Holmes sometimes took very strong stands in his sermons and his work in the community that some of the members of his church disagreed with, but they always supported his right to say what he really believed was true. The most difficult disagreement was over whether the United States should fight World War I. Holmes was a pacifist – he was convinced that war is always wrong. When he made this announcement just when the United States was joining the war, he expected that the leaders of the church might want him to resign as their minister. Even though only one of them agreed with his position about the war, all of the leaders voted to give him their complete support as their minister. Even though they disagreed with him, they believed in the tradition of the free pulpit—the idea that ministers should be allowed to say what they believe even if the members of their church didn’t agree with them. Holmes took his beliefs to a meeting of representatives of all of the Unitarians in the United States later that year and argued in favor of pacifism even against a former president of the United States, William Howard Taft. His viewpoint was defeated by a vote of 236 to 9!
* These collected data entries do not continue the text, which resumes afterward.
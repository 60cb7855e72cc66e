//! CLI execution helpers for integration tests
//!
//! Wraps the `tw` binary built for this test run.

#![allow(dead_code)]

use anyhow::{Context, Result};
use std::io::{BufRead, BufReader};
use std::path::{Path, PathBuf};
use std::process::{Child, Command, Stdio};
use std::sync::mpsc::{self, Receiver};
use std::thread;
use std::time::{Duration, Instant};

pub fn tw_binary() -> PathBuf {
    PathBuf::from(env!("CARGO_BIN_EXE_tw"))
}

/// Command execution result
#[derive(Debug, Clone)]
pub struct CommandResult {
    pub stdout: String,
    pub stderr: String,
    pub exit_code: i32,
}

impl CommandResult {
    pub fn success(&self) -> bool {
        self.exit_code == 0
    }
}

/// Run `tw` to completion
pub fn run_tw(working_dir: &Path, args: &[&str]) -> Result<CommandResult> {
    let output = Command::new(tw_binary())
        .args(args)
        .current_dir(working_dir)
        .output()
        .context("Failed to execute tw")?;

    Ok(CommandResult {
        stdout: String::from_utf8_lossy(&output.stdout).to_string(),
        stderr: String::from_utf8_lossy(&output.stderr).to_string(),
        exit_code: output.status.code().unwrap_or(-1),
    })
}

/// A long-running `tw` process whose stdout is read line by line
pub struct RunningTw {
    child: Child,
    lines: Receiver<String>,
}

impl RunningTw {
    pub fn spawn(working_dir: &Path, args: &[&str]) -> Result<Self> {
        let mut child = Command::new(tw_binary())
            .args(args)
            .current_dir(working_dir)
            .stdout(Stdio::piped())
            .stderr(Stdio::null())
            .spawn()
            .context("Failed to spawn tw")?;

        let stdout = child.stdout.take().context("stdout not captured")?;
        let (tx, lines) = mpsc::channel();
        thread::spawn(move || {
            for line in BufReader::new(stdout).lines() {
                let Ok(line) = line else { break };
                if tx.send(line).is_err() {
                    break;
                }
            }
        });

        Ok(Self { child, lines })
    }

    /// Wait for a stdout line matching `pred`, skipping others
    pub fn wait_for_line(&self, timeout: Duration, pred: impl Fn(&str) -> bool) -> Option<String> {
        let deadline = Instant::now() + timeout;
        loop {
            let remaining = deadline.checked_duration_since(Instant::now())?;
            match self.lines.recv_timeout(remaining) {
                Ok(line) if pred(&line) => return Some(line),
                Ok(_) => continue,
                Err(_) => return None,
            }
        }
    }
}

impl Drop for RunningTw {
    fn drop(&mut self) {
        let _ = self.child.kill();
        let _ = self.child.wait();
    }
}
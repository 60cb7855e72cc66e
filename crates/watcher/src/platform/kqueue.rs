//! kqueue backend (macOS and the BSDs)
//!
//! One descriptor per watched path, opened for event notification only,
//! with an `EVFILT_VNODE` filter registered at open time. Each kevent
//! carries the note set accumulated since the last wait (`EV_CLEAR`), so
//! signals arrive already coalesced per handle.

use super::{closed_error, Backend, BackendKind, Signal, SignalFlags};
use nix::fcntl::{self, OFlag};
use nix::sys::event::{EventFilter, EventFlag, FilterFlag, KEvent, Kqueue};
use nix::sys::stat::Mode;
use nix::unistd;
use parking_lot::RwLock;
use std::io;
use std::os::unix::io::RawFd;
use std::path::Path;
use std::time::Duration;
use tracing::{debug, trace};

/// Platform constants for the kqueue backend
#[derive(Debug, Clone, Copy)]
pub struct KqueueTable {
    /// Flags for `open(2)` on a watched path
    pub open_flags: OFlag,
    pub ev_flags: EventFlag,
    /// Notes requested for every watched node
    pub fflags: FilterFlag,
    /// `(native note, signal flag)` pairs
    pub notes: [(FilterFlag, SignalFlags); 7],
}

#[cfg(any(target_os = "macos", target_os = "ios"))]
const OPEN_FLAGS: OFlag = OFlag::from_bits_retain(libc::O_EVTONLY | libc::O_SYMLINK)
    .union(OFlag::O_CLOEXEC);

#[cfg(not(any(target_os = "macos", target_os = "ios")))]
const OPEN_FLAGS: OFlag = OFlag::O_RDONLY
    .union(OFlag::O_NONBLOCK)
    .union(OFlag::O_NOFOLLOW)
    .union(OFlag::O_CLOEXEC);

/// The table for the platform this binary was built for
pub static KQUEUE_TABLE: KqueueTable = KqueueTable {
    open_flags: OPEN_FLAGS,
    ev_flags: EventFlag::EV_ADD
        .union(EventFlag::EV_ENABLE)
        .union(EventFlag::EV_CLEAR),
    fflags: FilterFlag::NOTE_DELETE
        .union(FilterFlag::NOTE_WRITE)
        .union(FilterFlag::NOTE_EXTEND)
        .union(FilterFlag::NOTE_ATTRIB)
        .union(FilterFlag::NOTE_LINK)
        .union(FilterFlag::NOTE_RENAME)
        .union(FilterFlag::NOTE_REVOKE),
    notes: [
        (FilterFlag::NOTE_DELETE, SignalFlags::DELETE),
        (FilterFlag::NOTE_WRITE, SignalFlags::WRITE),
        (FilterFlag::NOTE_EXTEND, SignalFlags::EXTEND),
        (FilterFlag::NOTE_ATTRIB, SignalFlags::ATTRIB),
        (FilterFlag::NOTE_LINK, SignalFlags::LINK),
        (FilterFlag::NOTE_RENAME, SignalFlags::RENAME),
        (FilterFlag::NOTE_REVOKE, SignalFlags::REVOKE),
    ],
};

impl KqueueTable {
    pub fn translate(&self, fflags: FilterFlag) -> SignalFlags {
        self.notes
            .iter()
            .filter(|(note, _)| fflags.intersects(*note))
            .fold(SignalFlags::empty(), |acc, (_, flag)| acc | *flag)
    }

    fn vnode_filter(&self, fd: RawFd) -> KEvent {
        KEvent::new(
            fd as usize,
            EventFilter::EVFILT_VNODE,
            self.ev_flags,
            self.fflags,
            0,
            0,
        )
    }
}

fn empty_event() -> KEvent {
    KEvent::new(
        0,
        EventFilter::EVFILT_VNODE,
        EventFlag::empty(),
        FilterFlag::empty(),
        0,
        0,
    )
}

pub struct KqueueBackend {
    /// `None` once shut down
    queue: RwLock<Option<Kqueue>>,
    table: &'static KqueueTable,
    max_events: usize,
}

impl KqueueBackend {
    pub fn new(table: &'static KqueueTable, max_events: usize) -> io::Result<Self> {
        let queue = Kqueue::new()?;
        debug!("Opened kqueue");
        Ok(Self {
            queue: RwLock::new(Some(queue)),
            table,
            max_events: max_events.max(1),
        })
    }
}

impl Backend for KqueueBackend {
    type Handle = RawFd;

    fn kind(&self) -> BackendKind {
        BackendKind::Kqueue
    }

    fn open(&self, path: &Path, _is_directory: bool) -> io::Result<RawFd> {
        let queue = self.queue.read();
        let queue = queue.as_ref().ok_or_else(closed_error)?;

        let fd = fcntl::open(path, self.table.open_flags, Mode::empty())?;
        let changes = [self.table.vnode_filter(fd)];
        if let Err(errno) = queue.kevent(&changes, &mut [], None) {
            let _ = unistd::close(fd);
            return Err(errno.into());
        }

        trace!(fd, "Registered vnode filter for {}", path.display());
        Ok(fd)
    }

    fn close(&self, fd: RawFd) -> io::Result<()> {
        // Closing the descriptor drops its filter from the queue
        unistd::close(fd)?;
        Ok(())
    }

    fn wait(&self, timeout: Duration, signals: &mut Vec<Signal<RawFd>>) -> io::Result<()> {
        let queue = self.queue.read();
        let queue = queue.as_ref().ok_or_else(closed_error)?;

        let mut events = vec![empty_event(); self.max_events];
        let ts = libc::timespec {
            tv_sec: timeout.as_secs() as libc::time_t,
            tv_nsec: timeout.subsec_nanos() as libc::c_long,
        };
        let n = queue.kevent(&[], &mut events, Some(ts))?;

        for event in &events[..n] {
            if event.flags().contains(EventFlag::EV_ERROR) {
                trace!(ident = event.ident(), "Skipping kevent error entry");
                continue;
            }
            let flags = self.table.translate(event.fflags());
            if flags.is_empty() {
                continue;
            }
            signals.push(Signal::Vnode {
                handle: event.ident() as RawFd,
                flags,
            });
        }
        Ok(())
    }

    fn shutdown(&self) {
        if self.queue.write().take().is_some() {
            debug!("Closed kqueue");
        }
    }
}
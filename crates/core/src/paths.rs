//! Path canonicalization
//!
//! Every path that ends up as a map key goes through [`canonical`] first so
//! that equality comparisons between snapshot, descriptor and event paths
//! are reliable.

use std::fs;
use std::io;
use std::path::{Path, PathBuf};

/// Resolve `path` to a canonical absolute path
///
/// The path must exist. Symlinks in the path are resolved.
pub fn canonical(path: &Path) -> io::Result<PathBuf> {
    fs::canonicalize(path)
}
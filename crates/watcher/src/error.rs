use crate::platform::BackendKind;
use std::io;
use std::path::PathBuf;
use thiserror::Error;
use tidewatch_core::SnapshotError;

#[derive(Debug, Error)]
pub enum WatchError {
    /// The platform refused another watch handle
    #[error("Native watch limit reached while watching {}: {source}", path.display())]
    ResourceExhaustion {
        path: PathBuf,
        #[source]
        source: io::Error,
    },

    #[error("Failed to watch {}: {source}", path.display())]
    Register {
        path: PathBuf,
        #[source]
        source: io::Error,
    },

    #[error("{0} is not registered")]
    NotFound(String),

    /// The native wait primitive failed for a reason other than teardown
    #[error("Native wait failed: {0}")]
    FatalNative(#[source] io::Error),

    #[error("Failed to initialize {kind} backend: {source}")]
    BackendInit {
        kind: BackendKind,
        #[source]
        source: io::Error,
    },

    #[error("The {0} backend is not available on this platform")]
    UnsupportedBackend(BackendKind),

    #[error("Invalid configuration: {0}")]
    Config(String),

    #[error("Failed to spawn emitter thread: {0}")]
    Spawn(#[source] io::Error),

    #[error("Emitter thread panicked")]
    EmitterPanicked,

    #[error(transparent)]
    Snapshot(#[from] SnapshotError),

    #[error("IO error: {0}")]
    Io(#[from] io::Error),
}

impl WatchError {
    /// Whether the watch root itself could not be found
    pub fn is_not_found(&self) -> bool {
        match self {
            WatchError::NotFound(_) => true,
            WatchError::Snapshot(err) => err.is_not_found(),
            WatchError::Io(err) => err.kind() == io::ErrorKind::NotFound,
            _ => false,
        }
    }
}

pub type Result<T> = std::result::Result<T, WatchError>;
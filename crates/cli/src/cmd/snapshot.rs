//! Print a directory snapshot

use crate::util;
use anyhow::{Context, Result};
use owo_colors::OwoColorize;
use serde::Serialize;
use std::path::{Path, PathBuf};
use tidewatch_core::{paths, DirectoryEntry, Snapshot};

#[derive(Serialize)]
struct EntryRecord {
    path: PathBuf,
    is_directory: bool,
    inode: String,
    size: u64,
    #[serde(skip_serializing_if = "Option::is_none")]
    modified: Option<u64>,
}

impl From<&DirectoryEntry> for EntryRecord {
    fn from(entry: &DirectoryEntry) -> Self {
        Self {
            path: entry.path.clone(),
            is_directory: entry.is_directory,
            inode: entry.inode.to_string(),
            size: entry.size,
            modified: util::unix_seconds(entry.modified),
        }
    }
}

pub fn run(path: &Path, recursive: bool, json: bool) -> Result<()> {
    let root = paths::canonical(path)
        .with_context(|| format!("Failed to resolve {}", path.display()))?;
    let snapshot = Snapshot::capture(&root, recursive)
        .with_context(|| format!("Failed to capture {}", root.display()))?;

    if json {
        let records: Vec<EntryRecord> = snapshot.entries().map(EntryRecord::from).collect();
        let out = serde_json::to_string_pretty(&records).context("Failed to serialize snapshot")?;
        println!("{}", out);
        return Ok(());
    }

    println!("{}", format!("Snapshot of {}", root.display()).bold());
    for entry in snapshot.entries() {
        let name = util::display_relative(&entry.path, &root);
        if entry.is_directory {
            println!("  {:>21}  {:>10}  {}/", entry.inode.to_string().dimmed(), "-", name.blue());
        } else {
            println!("  {:>21}  {:>10}  {}", entry.inode.to_string().dimmed(), entry.size, name);
        }
    }
    println!();
    println!("{} entries", snapshot.len());
    Ok(())
}
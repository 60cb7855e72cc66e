//! Platform-specific file watching implementations
//!
//! Every backend speaks the same raw vocabulary: it opens a notify-only
//! handle per path, blocks on its native wait primitive, and reports
//! [`Signal`]s whose flags mirror kqueue's vnode notes. The emitter never
//! sees native masks.

#[cfg(any(
    target_os = "macos",
    target_os = "ios",
    target_os = "freebsd",
    target_os = "openbsd",
    target_os = "netbsd",
    target_os = "dragonfly"
))]
pub mod kqueue;

#[cfg(any(target_os = "linux", target_os = "android"))]
pub mod inotify;

pub mod portable;

use ahash::AHashMap;
use bitflags::bitflags;
use serde::{Deserialize, Serialize};
use std::fmt;
use std::hash::Hash;
use std::io;
use std::path::Path;
use std::time::Duration;

bitflags! {
    /// Raw change notes attached to one native handle
    #[derive(Debug, Clone, Copy, PartialEq, Eq, Hash)]
    pub struct SignalFlags: u32 {
        /// The watched node was unlinked
        const DELETE = 0x0001;
        /// Contents changed (for a directory: an entry was added or removed)
        const WRITE  = 0x0002;
        /// The node grew
        const EXTEND = 0x0004;
        /// Metadata changed
        const ATTRIB = 0x0008;
        /// Link count changed
        const LINK   = 0x0010;
        /// The node was renamed
        const RENAME = 0x0020;
        /// Access was revoked (volume unmounted)
        const REVOKE = 0x0040;
    }
}

/// One raw notification returned by a backend wait
#[derive(Debug, Clone, Copy, PartialEq, Eq)]
pub enum Signal<H> {
    /// Something happened to the node behind `handle`
    Vnode { handle: H, flags: SignalFlags },
    /// The native queue dropped events; nothing short of a rescan is reliable
    Overflow,
}

/// The fixed set of backends this crate ships
#[derive(Debug, Clone, Copy, PartialEq, Eq, Hash, Serialize, Deserialize)]
#[serde(rename_all = "snake_case")]
pub enum BackendKind {
    /// BSD / macOS kqueue with `EVFILT_VNODE`
    Kqueue,
    /// Linux inotify, one watch per path
    Inotify,
    /// The `notify` crate, one non-recursive watch per path
    Portable,
}

impl BackendKind {
    /// The native backend for the platform this binary was built for
    pub const fn native() -> Self {
        if cfg!(any(
            target_os = "macos",
            target_os = "ios",
            target_os = "freebsd",
            target_os = "openbsd",
            target_os = "netbsd",
            target_os = "dragonfly"
        )) {
            BackendKind::Kqueue
        } else if cfg!(any(target_os = "linux", target_os = "android")) {
            BackendKind::Inotify
        } else {
            BackendKind::Portable
        }
    }
}

impl fmt::Display for BackendKind {
    fn fmt(&self, f: &mut fmt::Formatter<'_>) -> fmt::Result {
        let name = match self {
            BackendKind::Kqueue => "kqueue",
            BackendKind::Inotify => "inotify",
            BackendKind::Portable => "portable",
        };
        f.write_str(name)
    }
}

/// Contract every platform backend satisfies
///
/// `open` and `close` are called under the descriptor set's lock and must
/// be fast. `wait` is only ever called from the emitter thread and never
/// while that lock is held.
pub trait Backend: Send + Sync + 'static {
    /// Native token identifying one registration
    type Handle: Copy + Eq + Hash + fmt::Debug + Send + Sync + 'static;

    fn kind(&self) -> BackendKind;

    /// Open a notify-only handle for `path`
    ///
    /// Must not mark the volume busy or block ordinary I/O on the path.
    fn open(&self, path: &Path, is_directory: bool) -> io::Result<Self::Handle>;

    /// Release a handle returned by [`Backend::open`]
    fn close(&self, handle: Self::Handle) -> io::Result<()>;

    /// Block up to `timeout` and append at most one batch of signals
    fn wait(&self, timeout: Duration, signals: &mut Vec<Signal<Self::Handle>>) -> io::Result<()>;

    /// Release the native wait handle; later waits fail with a closed error
    fn shutdown(&self);
}

/// Marker carried by errors that mean "the handle limit was reached"
#[derive(Debug)]
pub struct HandleLimitReached;

impl fmt::Display for HandleLimitReached {
    fn fmt(&self, f: &mut fmt::Formatter<'_>) -> fmt::Result {
        f.write_str("native watch handle limit reached")
    }
}

impl std::error::Error for HandleLimitReached {}

/// Marker carried by wait errors after [`Backend::shutdown`]
#[derive(Debug)]
pub struct BackendClosed;

impl fmt::Display for BackendClosed {
    fn fmt(&self, f: &mut fmt::Formatter<'_>) -> fmt::Result {
        f.write_str("native wait handle closed")
    }
}

impl std::error::Error for BackendClosed {}

pub(crate) fn closed_error() -> io::Error {
    io::Error::new(io::ErrorKind::Other, BackendClosed)
}

fn carries<T: std::error::Error + 'static>(err: &io::Error) -> bool {
    err.get_ref().map_or(false, |inner| inner.is::<T>())
}

/// Whether an `open` failure means the platform ran out of watch handles
pub fn is_exhaustion(err: &io::Error) -> bool {
    if carries::<HandleLimitReached>(err) {
        return true;
    }
    #[cfg(unix)]
    {
        matches!(
            err.raw_os_error(),
            Some(libc::EMFILE) | Some(libc::ENFILE) | Some(libc::ENOSPC)
        )
    }
    #[cfg(not(unix))]
    {
        false
    }
}

/// Whether an `open` failure means the path is gone
pub fn is_vanished(err: &io::Error) -> bool {
    if err.kind() == io::ErrorKind::NotFound {
        return true;
    }
    #[cfg(unix)]
    {
        err.raw_os_error() == Some(libc::ENOTDIR)
    }
    #[cfg(not(unix))]
    {
        false
    }
}

/// What a failed wait means for the emitter loop
#[derive(Debug, Clone, Copy, PartialEq, Eq)]
pub enum WaitFailure {
    /// Interrupted; just wait again
    Retry,
    /// The wait handle is gone (teardown); leave the loop
    Closed,
    /// Anything else
    Fatal,
}

pub fn classify_wait_error(err: &io::Error) -> WaitFailure {
    if err.kind() == io::ErrorKind::Interrupted {
        return WaitFailure::Retry;
    }
    if carries::<BackendClosed>(err) {
        return WaitFailure::Closed;
    }
    #[cfg(unix)]
    {
        if err.raw_os_error() == Some(libc::EBADF) {
            return WaitFailure::Closed;
        }
    }
    WaitFailure::Fatal
}

/// Merge signals for the same handle into the first occurrence
///
/// Backends that report one native event per change (inotify, notify) use
/// this to get kqueue's one-note-set-per-handle shape. At most one
/// overflow signal is kept.
pub fn coalesce<H: Copy + Eq + Hash>(signals: &mut Vec<Signal<H>>) {
    let mut first: AHashMap<H, usize> = AHashMap::with_capacity(signals.len());
    let mut merged: Vec<Signal<H>> = Vec::with_capacity(signals.len());
    let mut overflowed = false;

    for signal in signals.drain(..) {
        match signal {
            Signal::Overflow => {
                if !overflowed {
                    overflowed = true;
                    merged.push(Signal::Overflow);
                }
            }
            Signal::Vnode { handle, flags } => match first.get(&handle) {
                Some(&index) => {
                    if let Signal::Vnode { flags: existing, .. } = &mut merged[index] {
                        *existing |= flags;
                    }
                }
                None => {
                    first.insert(handle, merged.len());
                    merged.push(Signal::Vnode { handle, flags });
                }
            },
        }
    }

    *signals = merged;
}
As part of his support for pacifism, Holmes learned about Mahatma Gandhi’s non-violent struggle for the independence of India. Holmes introduced Gandhi in this country with a sermon called “Who Is the Greatest Man in the World?” in which he said that Gandhi’s ideas about how to bring about change without violence were some of the most important ideas for us to learn.
All his life, John Haynes Holmes struggled to help the underdog and to fight for peace. The stories about Theodore Parker that his grandfather told him were a constant inspiration in his own fights for justice. Today, the Unitarian Universalist Association gives an award in his name each year to the person who has best followed his example in committing their lives to social justice.